Already facing turbulence from pandemic-related supply chain woes, the German economy’s problems deepened dramatically when Russia invaded Ukraine and slashed supplies of gas, hitting the country’s crucial manufacturers hard.

While the energy shock has faded, continued weakness in trading partners such as China, widespread strikes in recent months and higher eurozone interest rates have all prolonged the pain.

The European Central Bank has signalled it could start cutting borrowing costs in June, which would boost the eurozone.
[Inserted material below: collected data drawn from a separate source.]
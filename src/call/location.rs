// Copyright (C) 2025 FZI Forschungszentrum Informatik
// SPDX-License-Identifier: Apache-2.0
//! Argument classification

use crate::registers::RegNum;

use super::types::{Struct, Type};

/// Location of (a part of) an argument
#[derive(Copy, Clone, Debug, PartialEq, Eq)]
pub enum Location {
    /// A register
    Register(RegNum),
    /// The given offset into the outgoing argument area on the stack
    Stack(usize),
    /// The given offset into the area holding values passed by reference
    Reference(usize),
}

/// Part of an argument placed in a single [`Location`]
#[derive(Copy, Clone, Debug, PartialEq, Eq)]
pub struct Part {
    pub location: Location,
    /// Number of bytes placed in the location
    pub length: usize,
    /// Offset of the first byte within the argument's value
    pub offset: usize,
}

/// Placement of a single argument
///
/// An argument occupies one or two [`Part`]s. For arguments passed by
/// reference, the first part refers to the copy of the value and the second
/// part holds the pointer to that copy.
#[derive(Copy, Clone, Debug, PartialEq, Eq)]
pub struct ArgumentLocation {
    /// Length of the value after promotion
    pub length: usize,
    /// Alignment of the value after promotion
    pub align: usize,
    pub first: Part,
    pub second: Option<Part>,
}

impl ArgumentLocation {
    fn single(length: usize, align: usize, first: Part) -> Self {
        Self {
            length,
            align,
            first,
            second: None,
        }
    }

    /// Whether the value is passed by reference
    pub fn is_by_ref(&self) -> bool {
        matches!(self.first.location, Location::Reference(_))
    }

    /// Iterate over the parts
    pub fn parts(&self) -> impl Iterator<Item = Part> {
        core::iter::once(self.first).chain(self.second)
    }
}

/// Consecutive argument registers not yet consumed
#[derive(Copy, Clone, Debug, PartialEq, Eq)]
struct ArgRegs {
    first: RegNum,
    next: RegNum,
    end: RegNum,
}

impl ArgRegs {
    fn new(first: RegNum, count: u8) -> Self {
        Self {
            first,
            next: first,
            end: first.saturating_add(count.into()),
        }
    }

    fn available(&self) -> usize {
        usize::from(self.end.saturating_sub(self.next))
    }

    fn take(&mut self) -> Option<RegNum> {
        let reg = self.next;
        (reg < self.end).then(|| {
            self.next += 1;
            reg
        })
    }

    fn is_odd(&self) -> bool {
        (self.next - self.first) & 1 == 1
    }
}

/// Running state of the placement of one call's arguments
///
/// A new state is needed for every call. Arguments need to be located in
/// declaration order.
#[derive(Clone, Debug, PartialEq, Eq)]
pub struct CallState {
    xlen: usize,
    flen: usize,
    int_regs: ArgRegs,
    float_regs: ArgRegs,
    arg_offset: usize,
    ref_offset: usize,
}

impl CallState {
    /// Create a new state
    ///
    /// Integer arguments are passed in the `int_regs` registers starting at
    /// `first_int`, floating point arguments no wider than `flen` in the
    /// `float_regs` registers starting at `first_float`.
    pub fn new(
        xlen: usize,
        flen: usize,
        (first_int, int_regs): (RegNum, u8),
        (first_float, float_regs): (RegNum, u8),
    ) -> Self {
        let float_regs = if flen == 0 { 0 } else { float_regs };
        Self {
            xlen,
            flen,
            int_regs: ArgRegs::new(first_int, int_regs),
            float_regs: ArgRegs::new(first_float, float_regs),
            arg_offset: 0,
            ref_offset: 0,
        }
    }

    /// Consume the next integer register, for passing a hidden argument
    pub fn reserve_int_register(&mut self) -> Option<RegNum> {
        self.int_regs.take()
    }

    /// Size of the outgoing argument area on the stack
    pub fn arg_area(&self) -> usize {
        self.arg_offset
    }

    /// Size of the area holding values passed by reference
    pub fn ref_area(&self) -> usize {
        self.ref_offset
    }

    /// Determine the location of the next argument
    ///
    /// Unnamed arguments are those matching the ellipsis of a variadic
    /// function.
    pub fn locate(&mut self, ty: &Type, named: bool) -> ArgumentLocation {
        let (length, align) = (ty.size(), ty.align());
        match ty {
            Type::Int { .. } | Type::Pointer { .. } => {
                let length = self.promoted(length);
                self.locate_int(length, length, named)
            }
            Type::Float { .. } => self.locate_float(length, align, named),
            Type::Complex { .. } => self
                .locate_complex(length, named)
                .unwrap_or_else(|| self.locate_int(length, align, named)),
            Type::Struct(s) => self
                .locate_struct(s, named)
                .unwrap_or_else(|| self.locate_int(length, align, named)),
            Type::Aggregate { .. } => self.locate_int(length, align, named),
            Type::Dynamic { .. } => self.locate_ref(length, align),
        }
    }

    /// Length of an integral value after promotion
    pub fn promoted(&self, length: usize) -> usize {
        if length <= self.xlen {
            self.xlen
        } else if length <= 2 * self.xlen {
            2 * self.xlen
        } else {
            length
        }
    }

    fn locate_int(&mut self, length: usize, align: usize, named: bool) -> ArgumentLocation {
        let xlen = self.xlen;
        if length > 2 * xlen {
            return self.locate_ref(length, align);
        }

        let first_len = length.min(xlen);
        let align = align.max(xlen);
        if !named && align == 2 * xlen && self.int_regs.is_odd() {
            self.int_regs.take();
        }

        let first = self
            .int_part(first_len, 0)
            .unwrap_or_else(|| self.stack_part(first_len, align, 0));
        let second = (first_len < length).then(|| {
            let rest = length - first_len;
            self.int_part(rest, xlen)
                .unwrap_or_else(|| self.stack_part(rest, xlen, xlen))
        });
        ArgumentLocation {
            length,
            align,
            first,
            second,
        }
    }

    fn locate_ref(&mut self, length: usize, align: usize) -> ArgumentLocation {
        let xlen = self.xlen;
        self.ref_offset = self.ref_offset.next_multiple_of(align.max(1));
        let first = Part {
            location: Location::Reference(self.ref_offset),
            length,
            offset: 0,
        };
        self.ref_offset += length;
        let pointer = self
            .int_part(xlen, 0)
            .unwrap_or_else(|| self.stack_part(xlen, xlen, 0));
        ArgumentLocation {
            length,
            align,
            first,
            second: Some(pointer),
        }
    }

    fn locate_float(&mut self, length: usize, align: usize, named: bool) -> ArgumentLocation {
        if length > self.flen || !named {
            return self.locate_int(length, align, named);
        }
        match self.float_part(length, 0) {
            Some(part) => ArgumentLocation::single(length, align, part),
            None => self.locate_int(length, align, named),
        }
    }

    fn locate_complex(&mut self, length: usize, named: bool) -> Option<ArgumentLocation> {
        let half = length / 2;
        if length > 2 * self.flen || self.float_regs.available() < 2 || !named {
            return None;
        }
        self.float_pair((0, half), (half, half), length, half)
    }

    /// Structures of up to two scalars may be passed in float registers
    ///
    /// Unnamed structures holding a single float or complex value follow the
    /// integer rules.
    fn locate_struct(&mut self, s: &Struct, named: bool) -> Option<ArgumentLocation> {
        if self.float_regs.available() == 0 {
            return None;
        }
        let (xlen, flen) = (self.xlen, self.flen);
        let fits_float = |ty: &Type| ty.is_float() && ty.size() <= flen;
        let fits_int = |ty: &Type| ty.is_integral() && ty.size() <= xlen;

        match s.flatten().as_slice() {
            [(offset, Type::Complex { size })] => {
                let half = size / 2;
                if !named || *size > 2 * flen || self.float_regs.available() < 2 {
                    return None;
                }
                self.float_pair((*offset, half), (offset + half, half), s.size, s.align)
            }
            [(offset, ty)] if named && fits_float(*ty) => {
                let part = self.float_part(ty.size(), *offset)?;
                Some(ArgumentLocation::single(s.size, s.align, part))
            }
            [(off0, ty0), (off1, ty1)] if fits_float(*ty0) && fits_float(*ty1) => {
                if self.float_regs.available() < 2 {
                    return None;
                }
                self.float_pair((*off0, ty0.size()), (*off1, ty1.size()), s.size, s.align)
            }
            [(off0, ty0), (off1, ty1)]
                if fits_float(*ty0) && fits_int(*ty1) && self.int_regs.available() > 0 =>
            {
                let first = self.float_part(ty0.size(), *off0)?;
                let second = self.int_part(ty1.size(), *off1)?;
                Some(ArgumentLocation {
                    length: s.size,
                    align: s.align,
                    first,
                    second: Some(second),
                })
            }
            [(off0, ty0), (off1, ty1)]
                if fits_int(*ty0) && fits_float(*ty1) && self.int_regs.available() > 0 =>
            {
                let first = self.int_part(ty0.size(), *off0)?;
                let second = self.float_part(ty1.size(), *off1)?;
                Some(ArgumentLocation {
                    length: s.size,
                    align: s.align,
                    first,
                    second: Some(second),
                })
            }
            _ => None,
        }
    }

    fn float_pair(
        &mut self,
        (off0, len0): (usize, usize),
        (off1, len1): (usize, usize),
        length: usize,
        align: usize,
    ) -> Option<ArgumentLocation> {
        let first = self.float_part(len0, off0)?;
        let second = self.float_part(len1, off1)?;
        Some(ArgumentLocation {
            length,
            align,
            first,
            second: Some(second),
        })
    }

    fn int_part(&mut self, length: usize, offset: usize) -> Option<Part> {
        self.int_regs.take().map(|reg| Part {
            location: Location::Register(reg),
            length,
            offset,
        })
    }

    fn float_part(&mut self, length: usize, offset: usize) -> Option<Part> {
        self.float_regs.take().map(|reg| Part {
            location: Location::Register(reg),
            length,
            offset,
        })
    }

    fn stack_part(&mut self, length: usize, align: usize, offset: usize) -> Part {
        let slot = self.arg_offset.next_multiple_of(align.max(1));
        self.arg_offset = slot + length;
        Part {
            location: Location::Stack(slot),
            length,
            offset,
        }
    }
}
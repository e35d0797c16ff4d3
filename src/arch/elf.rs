// Copyright (C) 2025 FZI Forschungszentrum Informatik
// SPDX-License-Identifier: Apache-2.0
//! Recognition of RISC-V ELF files

use elf::ElfBytes;
use elf::endian::EndianParse;
use elf::file::{Class, FileHeader};

use crate::config::{Endian, Features};

use super::{RecognitionError, Riscv};

/// Object uses compressed instructions
pub const EF_RISCV_RVC: u32 = 0x0001;
/// Mask of the floating point ABI field
pub const EF_RISCV_FLOAT_ABI: u32 = 0x0006;
pub const EF_RISCV_FLOAT_ABI_SOFT: u32 = 0x0000;
pub const EF_RISCV_FLOAT_ABI_SINGLE: u32 = 0x0002;
pub const EF_RISCV_FLOAT_ABI_DOUBLE: u32 = 0x0004;
pub const EF_RISCV_FLOAT_ABI_QUAD: u32 = 0x0006;
/// Object uses the embedded ABI
pub const EF_RISCV_RVE: u32 = 0x0008;

/// Derive the ABI [`Features`] of a program from its ELF header
///
/// The floating point registers are assumed to be exactly as wide as the
/// floating point ABI requires. A 64bit ELF file with the `RVE` flag set is
/// treated as a 32bit one.
pub fn features<P: EndianParse>(header: &FileHeader<P>) -> Result<Features, RecognitionError> {
    if header.e_machine != elf::abi::EM_RISCV {
        return Err(RecognitionError::WrongMachine(header.e_machine));
    }
    if !header.endianness.is_little() {
        return Err(RecognitionError::UnsupportedEndianess);
    }

    let flags = header.e_flags;
    let mut xlen = match header.class {
        Class::ELF32 => 4,
        Class::ELF64 => 8,
    };
    let embedded = flags & EF_RISCV_RVE != 0;
    if embedded && xlen == 8 {
        log::warn!("64-bit ELF with RV32E flag set, assuming 32-bit");
        xlen = 4;
    }
    let flen = match flags & EF_RISCV_FLOAT_ABI {
        EF_RISCV_FLOAT_ABI_SINGLE => 4,
        EF_RISCV_FLOAT_ABI_DOUBLE => 8,
        EF_RISCV_FLOAT_ABI_QUAD => 16,
        _ => 0,
    };

    Ok(Features {
        xlen,
        flen,
        abi_flen: flen,
        embedded,
        compressed: flags & EF_RISCV_RVC != 0,
        zcmp: false,
        endian: Endian::Little,
    })
}

impl Riscv {
    /// Create a RISC-V architecture for the program in the given ELF file
    ///
    /// See [`features`] for how the target's [`Features`] are derived.
    pub fn from_elf<P: EndianParse>(elf: &ElfBytes<'_, P>) -> Result<Self, RecognitionError> {
        let features = features(&elf.ehdr)?;
        log::debug!("Recognized {features:?}");
        Self::try_new(features)
    }
}
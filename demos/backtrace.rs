// Copyright (C) 2025 FZI Forschungszentrum Informatik
// SPDX-License-Identifier: Apache-2.0
//! Prologue analysis and unwinding of a function in an ELF file
//!
//!     Usage: backtrace [--config FILE] [--sp ADDR] [--debug] ELF-file address
//!
//! This program analyses the prologue of the function containing the given
//! address in the supplied ELF file. It then simulates a stop at the end of
//! that prologue with an otherwise empty stack and unwinds from there.
//! Optionally, a [`DebugConfig`] may be supplied in the form of a TOML file.
//!
//! If run with `--debug` or the environment variable `DEBUG` set to `1`, the
//! library's debug log is printed to stderr.

use std::path::PathBuf;

use riscv_debug_arch::arch::{Architecture, Riscv};
use riscv_debug_arch::breakpoint;
use riscv_debug_arch::config::DebugConfig;
use riscv_debug_arch::registers::{RegisterFile, riscv as regs};
use riscv_debug_arch::scan::{self, PrologueCache};
use riscv_debug_arch::target::{self, Memory, Symbols};
use riscv_debug_arch::unwind::{RegisterLocation, Session, Unwinder};

/// Size of the simulated stack
const STACK_SIZE: usize = 0x1000;

struct StderrLogger;

impl log::Log for StderrLogger {
    fn enabled(&self, _metadata: &log::Metadata) -> bool {
        true
    }

    fn log(&self, record: &log::Record) {
        eprintln!("[{}] {}: {}", record.level(), record.target(), record.args());
    }

    fn flush(&self) {}
}

static LOGGER: StderrLogger = StderrLogger;

fn parse_address(s: &str) -> Result<u64, std::num::ParseIntError> {
    match s.strip_prefix("0x") {
        Some(hex) => u64::from_str_radix(hex, 16),
        None => s.parse(),
    }
}

fn main() {
    let matches = clap::Command::new("Backtrace")
        .arg(clap::arg!(<elf> "Path to the ELF file").value_parser(clap::value_parser!(PathBuf)))
        .arg(clap::arg!(<address> "Address within the function").value_parser(parse_address))
        .arg(
            clap::arg!(-c --config <FILE> "Debugger configuration")
                .value_parser(clap::value_parser!(PathBuf)),
        )
        .arg(
            clap::arg!(--sp <ADDR> "Stack pointer at the end of the prologue")
                .value_parser(parse_address)
                .default_value("0x7fff0000"),
        )
        .arg(
            clap::arg!(-d --debug "Enable additional debug output")
                .env("DEBUG")
                .action(clap::ArgAction::SetTrue)
                .value_parser(clap::builder::FalseyValueParser::new()),
        )
        .get_matches();

    if matches.get_flag("debug") {
        log::set_logger(&LOGGER).expect("Could not install logger");
        log::set_max_level(log::LevelFilter::Trace);
    }

    let config: DebugConfig = matches
        .get_one::<PathBuf>("config")
        .map(|p| {
            let config = std::fs::read_to_string(p).expect("Could not load configuration");
            toml::from_str(config.as_ref()).expect("Could not parse configuration")
        })
        .unwrap_or_default();
    log::debug!("Configuration: {config:?}");

    // We need the program ...
    let elf_path = matches.get_one::<PathBuf>("elf").expect("No ELF file specified");
    let elf_data = std::fs::read(elf_path).expect("Could not load ELF file");
    let elf = elf::ElfBytes::<elf::endian::AnyEndian>::minimal_parse(elf_data.as_ref())
        .expect("Could not parse ELF file");

    // ... to know what we are dealing with ...
    let arch = Riscv::from_elf(&elf).expect("Could not recognize target");
    println!("Target: {:?}", arch.features());

    // ... and where its functions are.
    let mut symbols = target::elf::ElfSymbols::new(&elf).expect("Could not read symbols");
    let address = *matches.get_one::<u64>("address").expect("No address specified");
    let function = symbols
        .find_function(address)
        .expect("No function found at address");
    println!(
        "Function {} at {:#x}..{:#x}",
        function.name.as_deref().unwrap_or("<unknown>"),
        function.start,
        function.end,
    );

    // The stack is simulated, the code is served from the ELF file.
    let sp = *matches.get_one::<u64>("sp").expect("No stack pointer specified");
    let stack_base = sp.saturating_sub(STACK_SIZE as u64 / 2);
    let mut memory = (
        target::elf::Elf::new(&elf).boxed(),
        target::from_segment_mut(vec![0u8; STACK_SIZE])
            .with_offset(stack_base)
            .boxed(),
    );

    let limit = scan::limit(&config, &mut symbols, function.start, function.end);
    let mut cache = PrologueCache::default();
    let end = scan::scan_prologue(
        &arch,
        &config,
        &mut memory,
        function.start,
        limit,
        Some(&mut cache),
    )
    .expect("Could not scan prologue");
    println!("Prologue ends at {end:#x}, frame size {}", cache.frame_size);
    for (reg, offset) in &cache.saved {
        let name = arch.registers().name(*reg).unwrap_or("?");
        println!("  {name} saved at entry sp {offset:+}");
    }

    let kind = breakpoint::breakpoint_kind(&config, &mut memory, end);
    println!(
        "Breakpoint at {end:#x}: {:02x?}",
        breakpoint::breakpoint_bytes(kind)
    );

    // Stop at the end of the prologue and unwind
    let mut registers = RegisterFile::new(arch.registers());
    registers.set(regs::PC, end).expect("Could not set pc");
    registers.set(regs::SP, sp).expect("Could not set sp");

    let session = Session::new(arch, config);
    let mut unwinder = Unwinder::new(&session, memory, registers, symbols);
    let ra = session.arch().return_address();
    for (level, frame) in unwinder.backtrace().enumerate() {
        match frame {
            Ok(frame) => println!(
                "#{level} pc {:#x} base {:#x} function {:x?}",
                frame.pc, frame.base, frame.function
            ),
            Err(e) => {
                eprintln!("#{level} {e}");
                break;
            }
        }
    }
    match unwinder.unwind_register(0, ra) {
        Ok(RegisterLocation::Address(address)) => println!("Return address saved at {address:#x}"),
        Ok(location) => println!("Return address: {location:?}"),
        Err(e) => eprintln!("Could not unwind return address: {e}"),
    }
}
But Habeck stressed that care was still needed as, despite the expectations of imminent easing, “tight monetary policy has not yet been lifted.”

In addition, disagreements in Chancellor Olaf Scholz’s three-party ruling coalition are hindering efforts to reignite growth, critics say.

This week the pro-business FDP party, a coalition partner, faced an angry backlash from Scholz’s SPD when it presented a 12-point plan for an “economic turnaround”, including deep cuts to state benefits.

Christian Lindner, the fiscally hawkish FDP finance minister, welcomed signs of “stabilisation” in the economic forecasts but stressed that projected medium-term growth was “too low to sustainably finance our state”.

“There are no arguments for postponing the economic turnaround,” he added.